2. Si aggiunga a questo che la proposizione principale del periodo è unita alle due successive mediante la congiunzione esplicativa γαρ ; poiché, in quanto che; la qual cosa significa, che se mai si volesse considerare il concetto della prima proposizione come di significato equivoco, le due successive lo verrebbero a determinare meglio. L’area della città giace tra due fiumi, è protetta da due fiumi, in quanto che l’uno scorre in direzione di Sud, e l’altro ad Ovest. Questa spiegazione data dallo stesso Polibio, ed il fatto che non si trova cenno di ciò che poteva esistere a Nord e ad Est della medesima città rende chiara l’idea che lo storico non intese parlare affatto di una città circondata da fiumi — come tutti si compiacciono di tradurre — ma di un territorio in vicinanza del quale scorrevano due fiumi e che era protetto dai medesimi.

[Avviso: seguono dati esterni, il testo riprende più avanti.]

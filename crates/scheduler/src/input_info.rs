//! Per-subtask input assignment materialization.
//!
//! Contract:
//! - one [`ExecutionVertexInputInfo`] per downstream subtask per consumed
//!   result;
//! - non-broadcast all-to-all subpartition ranges partition `[0, S-1]`;
//! - broadcast inputs always map to subpartition range `[0, 0]`;
//! - pointwise inputs split partitions evenly across subtasks, then split
//!   subpartitions evenly among the subtasks sharing one partition.

use std::collections::HashMap;

use fb_common::{FbError, Result, ResultId};
use serde::{Deserialize, Serialize};

use crate::ranges::IndexRange;
use crate::result_info::BlockingResultInfo;

/// Input ranges consumed by one downstream subtask from one upstream result.
///
/// The subtask reads the Cartesian product of the two ranges.
#[derive(Debug, Clone, Copy, PartialEq, Eq, Serialize, Deserialize)]
pub struct ExecutionVertexInputInfo {
    /// Downstream subtask index.
    pub subtask_index: usize,
    /// Consumed upstream partition range.
    pub partition_range: IndexRange,
    /// Consumed subpartition range within each partition.
    pub subpartition_range: IndexRange,
}

/// Per-subtask input assignments for one consumed result.
#[derive(Debug, Clone, PartialEq, Eq, Serialize, Deserialize)]
pub struct JobVertexInputInfo {
    /// One entry per downstream subtask, ordered by subtask index.
    pub execution_vertex_input_infos: Vec<ExecutionVertexInputInfo>,
}

/// Decided parallelism plus the input assignment for every consumed result.
#[derive(Debug, Clone, PartialEq, Eq, Serialize, Deserialize)]
pub struct ParallelismAndInputInfos {
    /// Number of downstream subtasks to create.
    pub parallelism: usize,
    /// Input assignment per consumed upstream result.
    pub input_infos: HashMap<ResultId, JobVertexInputInfo>,
}

/// Evenly assign subpartition indexes across `parallelism` consumers for
/// every consumed result.
///
/// The first computation wins when two results share an id.
pub fn compute_vertex_input_infos(
    parallelism: usize,
    consumed_results: &[BlockingResultInfo],
) -> Result<HashMap<ResultId, JobVertexInputInfo>> {
    let mut input_infos = HashMap::with_capacity(consumed_results.len());
    for info in consumed_results {
        let computed = if info.is_pointwise() {
            compute_pointwise_input_info(
                parallelism,
                info.num_partitions(),
                info.num_subpartitions(0),
            )?
        } else {
            compute_all_to_all_input_info(
                parallelism,
                info.num_partitions(),
                info.num_subpartitions(0),
                info.is_broadcast(),
            )?
        };
        input_infos.entry(info.result_id()).or_insert(computed);
    }
    Ok(input_infos)
}

fn compute_all_to_all_input_info(
    parallelism: usize,
    num_partitions: usize,
    num_subpartitions: usize,
    broadcast: bool,
) -> Result<JobVertexInputInfo> {
    let partition_range = IndexRange::new(0, num_partitions - 1);
    let mut execution_vertex_input_infos = Vec::with_capacity(parallelism);
    for subtask_index in 0..parallelism {
        let subpartition_range = consumed_subpartition_range(
            subtask_index,
            parallelism,
            num_subpartitions,
            broadcast,
        )?;
        execution_vertex_input_infos.push(ExecutionVertexInputInfo {
            subtask_index,
            partition_range,
            subpartition_range,
        });
    }
    Ok(JobVertexInputInfo {
        execution_vertex_input_infos,
    })
}

fn compute_pointwise_input_info(
    parallelism: usize,
    num_partitions: usize,
    num_subpartitions: usize,
) -> Result<JobVertexInputInfo> {
    let mut execution_vertex_input_infos = Vec::with_capacity(parallelism);
    if num_partitions >= parallelism {
        // each subtask reads a contiguous partition group in full
        for subtask_index in 0..parallelism {
            let start = subtask_index * num_partitions / parallelism;
            let end = (subtask_index + 1) * num_partitions / parallelism;
            let subpartition_range =
                consumed_subpartition_range(subtask_index, 1, num_subpartitions, false)?;
            execution_vertex_input_infos.push(ExecutionVertexInputInfo {
                subtask_index,
                partition_range: IndexRange::new(start, end - 1),
                subpartition_range,
            });
        }
    } else {
        // each partition is shared by a contiguous consumer group that
        // splits its subpartitions evenly
        for partition_index in 0..num_partitions {
            let start = (partition_index * parallelism).div_ceil(num_partitions);
            let end = ((partition_index + 1) * parallelism).div_ceil(num_partitions);
            let num_consumers = end - start;
            for subtask_index in start..end {
                let subpartition_range = consumed_subpartition_range(
                    subtask_index,
                    num_consumers,
                    num_subpartitions,
                    false,
                )?;
                execution_vertex_input_infos.push(ExecutionVertexInputInfo {
                    subtask_index,
                    partition_range: IndexRange::new(partition_index, partition_index),
                    subpartition_range,
                });
            }
        }
    }
    Ok(JobVertexInputInfo {
        execution_vertex_input_infos,
    })
}

fn consumed_subpartition_range(
    consumer_subtask_index: usize,
    num_consumers: usize,
    num_subpartitions: usize,
    broadcast: bool,
) -> Result<IndexRange> {
    let consumer_index = consumer_subtask_index % num_consumers;
    if broadcast {
        if num_subpartitions != 1 {
            return Err(FbError::InvalidState(format!(
                "broadcast results must have a single subpartition, got {num_subpartitions}"
            )));
        }
        return Ok(IndexRange::new(0, 0));
    }
    if num_consumers > num_subpartitions {
        return Err(FbError::InvalidArgument(format!(
            "{num_consumers} consumers cannot split {num_subpartitions} subpartitions"
        )));
    }
    let start = consumer_index * num_subpartitions / num_consumers;
    let next_start = (consumer_index + 1) * num_subpartitions / num_consumers;
    Ok(IndexRange::new(start, next_start - 1))
}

3. Fin qui per giustificare la mia traduzione, anzicchè per l’essenza della cosa; perchè in fatto di topografia le osservazioni sui testi, le traduzioni letterali, e le questioni grammaticali hanno sempre un valore secondario. Se Agrigento non fu come Babillonia o Alessandria d’Egitto, una città circondata da fiumi, non dovremo tradurre le parole di Polibio in modo da fargli dire ciò che egli non voleva dire. Ed invece affacciandoci dalle mura dell’antica città ovvero dalla Rupe Atenea, noi rileviamo in maniera spontanea che tutto l’altipiano sul quale Agrigento si ergeva maestosa ha una sola esposizione: guarda solamente a mezzogiorno, ed in quella direzione scorre un solo fiume, l’Acragas. Che se nella direzione di ponente e libeccio non vi sono altri fiumi, è tempo sprecato torcere le parole dello storico si da trovare l’Ipsas in quella direzione, mentre è semplice pensare alla possibilità di una alterazione dei copisti.
La descrizione di Polibio mal si adatta alla versione degli scrittori moderni
Esaminiamo adesso se la descrizione di Polibio indichi chiaramente i fiumi pretesi dall’Holm e dallo Schubring cioè il Drago e il S. Biagio (1). A tal uopo giova mettere in evidenza quali direzioni essi pigliano nel loro corso rispetto alle mura dell’antica città.
Al di là della Rupe Atenea, a lambire il precipizio più volte ricordato, il lato di Nord – Est è bagnato dal fiume di Favara, il quale nell’ultimo tratto assume il nome del colle sovrastante di S. Biagio; costeggia la città nella sua parte orientale, e si spinge con la medesima direzione per altri quattro o cinquecento metri più sotto del tempio di Giunone. Ivi fa gomito, e viene a trovarsi a Sud delle mura; e dopo il percorso di un altro chilometro circa, in direzione della Porta Aurea, scarica le sue acque nel Drago e finisce lì.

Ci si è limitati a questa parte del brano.